DRIV-EV- A MONTHLY LOOK AT WHAT IS NEW & NOTABLE WITH & ABOUT EVs

This month the focus will be on EV rebates available in Canada and the latest news on EV batteries as well as news on the legislative front that will affect drivers around the globe.

CANADIAN EV REBATES

Federal:

  • The federal government has a two tier rebate program. Tier 1 is for battery, electric, hydrogen fuel cell and longer range plug-in-hybrids and these are eligible for an incentive of $5,000. Tier 2 is for shorter range plug-in-hybrids and these vehicles are eligible for an incentive of $2500. Vehicles have to be on the list of approved vehicles (IZEV-approved models). As of April 25, car models with a base price of $55,000 and a maximum of $65,000 now qualify for the rebate. Larger vehicles such as trucks also qualify for a rebate as long as the price does not exceed $70,000. Rebates are applied at point of purchase at or through an authorized auto dealer.

British Columbia

  • BC offers incentives up to $3,000 for buying a new BEV,PHEV, or fuel cell vehicle under $55,000.
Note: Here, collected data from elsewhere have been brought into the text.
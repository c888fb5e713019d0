//! Player profiles (save files).
//!
//! A profile is one JSON file under `<data-dir>/profiles/`:
//!
//! ```json
//! {
//!   "agents": { "jett": { "available": true, "selected": true } },
//!   "locked_agent": "jett",
//!   "random_pick": false
//! }
//! ```
//!
//! Switching profiles replaces the engine's state wholesale; see
//! [`crate::pool::PoolEngine::load_snapshot`].

use crate::pool::{PoolEngine, Snapshot};
use crate::{Error, Result};
use serde::{Deserialize, Serialize};
use std::io::Write;
use std::path::PathBuf;

/// Profile created on first run.
pub const DEFAULT_PROFILE: &str = "default";

const PROFILE_EXT: &str = "json";

/// Persisted state of one profile.
#[derive(Debug, Clone, Default, PartialEq, Eq, Serialize, Deserialize)]
pub struct Profile {
    /// Leaf state of every agent.
    #[serde(default)]
    pub agents: Snapshot,

    /// Agent instalocked when random pick is off. Always an unlocked agent.
    #[serde(default, skip_serializing_if = "Option::is_none")]
    pub locked_agent: Option<String>,

    /// Pick from the pool instead of `locked_agent`. Only ever on while the
    /// pool is non-empty.
    #[serde(default)]
    pub random_pick: bool,
}

impl Profile {
    /// Profile holding the engine's current state and no preferences.
    pub fn from_engine(engine: &PoolEngine) -> Self {
        Self {
            agents: engine.export_snapshot(),
            ..Default::default()
        }
    }

    /// Refresh the snapshot from the engine and drop preferences the new
    /// state no longer allows.
    pub fn reconcile(&mut self, engine: &PoolEngine) {
        self.agents = engine.export_snapshot();

        if let Some(ref agent) = self.locked_agent {
            if !engine.is_available(agent).unwrap_or(false) {
                tracing::warn!(agent = %agent, "locked agent no longer available, clearing");
                self.locked_agent = None;
            }
        }

        if self.random_pick && !engine.is_random_pick_enabled() {
            tracing::debug!("pool emptied, turning random pick off");
            self.random_pick = false;
        }
    }
}

/// A profile name plus whether it is pinned.
#[derive(Debug, Clone, PartialEq, Eq, Serialize)]
pub struct ProfileEntry {
    pub name: String,
    pub favorite: bool,
    pub active: bool,
}

/// Directory of profile files.
#[derive(Debug, Clone, PartialEq, Eq)]
pub struct ProfileStore {
    dir: PathBuf,
}

impl ProfileStore {
    pub fn new(dir: impl Into<PathBuf>) -> Self {
        Self { dir: dir.into() }
    }

    /// Reject names that are empty or would escape the profile directory.
    pub fn validate_name(name: &str) -> Result<()> {
        let trimmed = name.trim();
        if trimmed.is_empty() {
            return Err(Error::InvalidInput(
                "Profile name cannot be empty".to_string(),
            ));
        }
        if trimmed != name {
            return Err(Error::InvalidInput(format!(
                "Profile name '{}' has leading or trailing whitespace",
                name
            )));
        }
        if name.contains(['/', '\\']) || name == "." || name == ".." {
            return Err(Error::InvalidInput(format!(
                "Invalid profile name: '{}'",
                name
            )));
        }
        Ok(())
    }

    pub fn path(&self, name: &str) -> PathBuf {
        self.dir.join(format!("{}.{}", name, PROFILE_EXT))
    }

    pub fn exists(&self, name: &str) -> bool {
        self.path(name).is_file()
    }

    /// Profile names, alphabetical. A missing directory has none.
    pub fn list(&self) -> Result<Vec<String>> {
        if !self.dir.exists() {
            return Ok(Vec::new());
        }

        let mut names = Vec::new();
        for entry in std::fs::read_dir(&self.dir)? {
            let path = entry?.path();
            if path.extension().and_then(|e| e.to_str()) != Some(PROFILE_EXT) {
                continue;
            }
            if let Some(stem) = path.file_stem().and_then(|s| s.to_str()) {
                names.push(stem.to_string());
            }
        }
        names.sort();
        Ok(names)
    }

    pub fn load(&self, name: &str) -> Result<Profile> {
        Self::validate_name(name)?;
        let path = self.path(name);
        if !path.is_file() {
            return Err(Error::ProfileNotFound(name.to_string()));
        }
        let content = std::fs::read_to_string(&path)?;
        Ok(serde_json::from_str(&content)?)
    }

    /// Write a new profile. Fails if the name is taken.
    pub fn create(&self, name: &str, profile: &Profile) -> Result<()> {
        Self::validate_name(name)?;
        if self.exists(name) {
            return Err(Error::ProfileExists(name.to_string()));
        }
        self.save(name, profile)
    }

    /// Write a profile, replacing any previous file atomically.
    pub fn save(&self, name: &str, profile: &Profile) -> Result<()> {
        Self::validate_name(name)?;
        std::fs::create_dir_all(&self.dir)?;

        let json = serde_json::to_string_pretty(profile)?;
        let mut tmp = tempfile::NamedTempFile::new_in(&self.dir)?;
        tmp.write_all(json.as_bytes())?;
        tmp.persist(self.path(name))
            .map_err(|e| Error::Io(e.error))?;

        tracing::debug!(profile = %name, "profile saved");
        Ok(())
    }

    pub fn delete(&self, name: &str) -> Result<()> {
        Self::validate_name(name)?;
        let path = self.path(name);
        if !path.is_file() {
            return Err(Error::ProfileNotFound(name.to_string()));
        }
        std::fs::remove_file(path)?;
        Ok(())
    }
}

/// Listing order: favorites in pin order, then the rest alphabetically.
pub fn order_profiles(names: &[String], favorites: &[String], active: &str) -> Vec<ProfileEntry> {
    let entry = |name: &String, favorite| ProfileEntry {
        name: name.clone(),
        favorite,
        active: name == active,
    };

    let mut ordered: Vec<ProfileEntry> = favorites
        .iter()
        .filter(|f| names.contains(*f))
        .map(|name| entry(name, true))
        .collect();

    let mut rest: Vec<&String> = names.iter().filter(|n| !favorites.contains(*n)).collect();
    rest.sort();
    ordered.extend(rest.into_iter().map(|name| entry(name, false)));
    ordered
}

#[cfg(test)]
mod tests {
    use super::*;
    use crate::pool::LeafState;
    use crate::roster::{Registry, RosterConfig};
    use tempfile::TempDir;

    fn engine() -> PoolEngine {
        PoolEngine::new(
            Registry::load(
                &RosterConfig::new()
                    .role("duelist")
                    .fixed_agent("phoenix", "duelist")
                    .agent("jett", "duelist"),
            )
            .unwrap(),
        )
    }

    #[test]
    fn test_validate_name() {
        assert!(ProfileStore::validate_name("ranked").is_ok());
        assert!(ProfileStore::validate_name("").is_err());
        assert!(ProfileStore::validate_name("   ").is_err());
        assert!(ProfileStore::validate_name(" ranked").is_err());
        assert!(ProfileStore::validate_name("../escape").is_err());
        assert!(ProfileStore::validate_name("..").is_err());
    }

    #[test]
    fn test_create_load_list_delete() {
        let dir = TempDir::new().unwrap();
        let store = ProfileStore::new(dir.path().join("profiles"));
        assert!(store.list().unwrap().is_empty());

        let profile = Profile::from_engine(&engine());
        store.create("unrated", &profile).unwrap();
        store.create("ranked", &profile).unwrap();

        assert_eq!(store.list().unwrap(), vec!["ranked", "unrated"]);
        assert_eq!(store.load("ranked").unwrap(), profile);

        store.delete("ranked").unwrap();
        assert!(!store.exists("ranked"));
        assert!(matches!(
            store.load("ranked"),
            Err(Error::ProfileNotFound(_))
        ));
    }

    #[test]
    fn test_create_rejects_duplicate() {
        let dir = TempDir::new().unwrap();
        let store = ProfileStore::new(dir.path());
        store.create("main", &Profile::default()).unwrap();
        assert!(matches!(
            store.create("main", &Profile::default()),
            Err(Error::ProfileExists(_))
        ));
    }

    #[test]
    fn test_list_ignores_other_files() {
        let dir = TempDir::new().unwrap();
        let store = ProfileStore::new(dir.path());
        store.save("main", &Profile::default()).unwrap();
        std::fs::write(dir.path().join("notes.txt"), "hi").unwrap();

        assert_eq!(store.list().unwrap(), vec!["main"]);
    }

    #[test]
    fn test_profile_json_defaults() {
        let profile: Profile = serde_json::from_str("{}").unwrap();
        assert!(profile.agents.is_empty());
        assert!(profile.locked_agent.is_none());
        assert!(!profile.random_pick);

        let profile: Profile =
            serde_json::from_str(r#"{"agents": {"jett": {"available": true, "selected": false}}}"#)
                .unwrap();
        assert_eq!(profile.agents["jett"], LeafState::new(true, false));
    }

    #[test]
    fn test_reconcile_clears_stale_preferences() {
        let mut engine = engine();
        engine.set_available("jett", true).unwrap();
        engine.set_selected("jett", true).unwrap();

        let mut profile = Profile {
            locked_agent: Some("jett".to_string()),
            random_pick: true,
            ..Default::default()
        };
        profile.reconcile(&engine);
        assert_eq!(profile.locked_agent.as_deref(), Some("jett"));
        assert!(profile.random_pick);

        engine.set_available("jett", false).unwrap();
        profile.reconcile(&engine);
        assert!(profile.locked_agent.is_none());
        assert!(!profile.random_pick);
        assert_eq!(profile.agents["jett"], LeafState::new(false, false));
    }

    #[test]
    fn test_order_profiles() {
        let names = vec![
            "zeta".to_string(),
            "alpha".to_string(),
            "main".to_string(),
        ];
        let favorites = vec!["main".to_string(), "gone".to_string()];

        let ordered = order_profiles(&names, &favorites, "alpha");
        let order: Vec<&str> = ordered.iter().map(|e| e.name.as_str()).collect();
        assert_eq!(order, vec!["main", "alpha", "zeta"]);
        assert!(ordered[0].favorite);
        assert!(ordered[1].active);
        assert!(!ordered[2].favorite);
    }
}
Alberta, Saskatchewan, Manitoba, Ontario, Northwest Territories, Nunavut

  • No rebates offered and Ontario ended their rebate program in September 2018.

Quebec

  • Offers incentives up to $8,000 when buying or leasing a new BEV or PHEV up to a maximum of $60,000.

New Brunswick

  • Offers up to $5,000 on new models and $2500 on used EVs. Additionally, NB Power offers rebates of up to $750 for an approved in home level 2 charger.

Nova Scotia

  • Offers up to $3,000 on new BEV, PHEV vehicles up to a maximum price of $60,000 and a rebate on used EV/PHEV vehicles of $2000.

PEI

  • Offers rebates of up to $5,000 on a new OR used EV while hybrids qualify for rebates of $2500. In addition to the rebate the province also provides a free level 2 charger. I Installation is the buyer’s responsibility).

Newfoundland & Labrador

  • Offers rebates of up to $2500 for new EVs.

Yukon

  • Offers rebates up to $5000 plus a rebate for level 2 chargers.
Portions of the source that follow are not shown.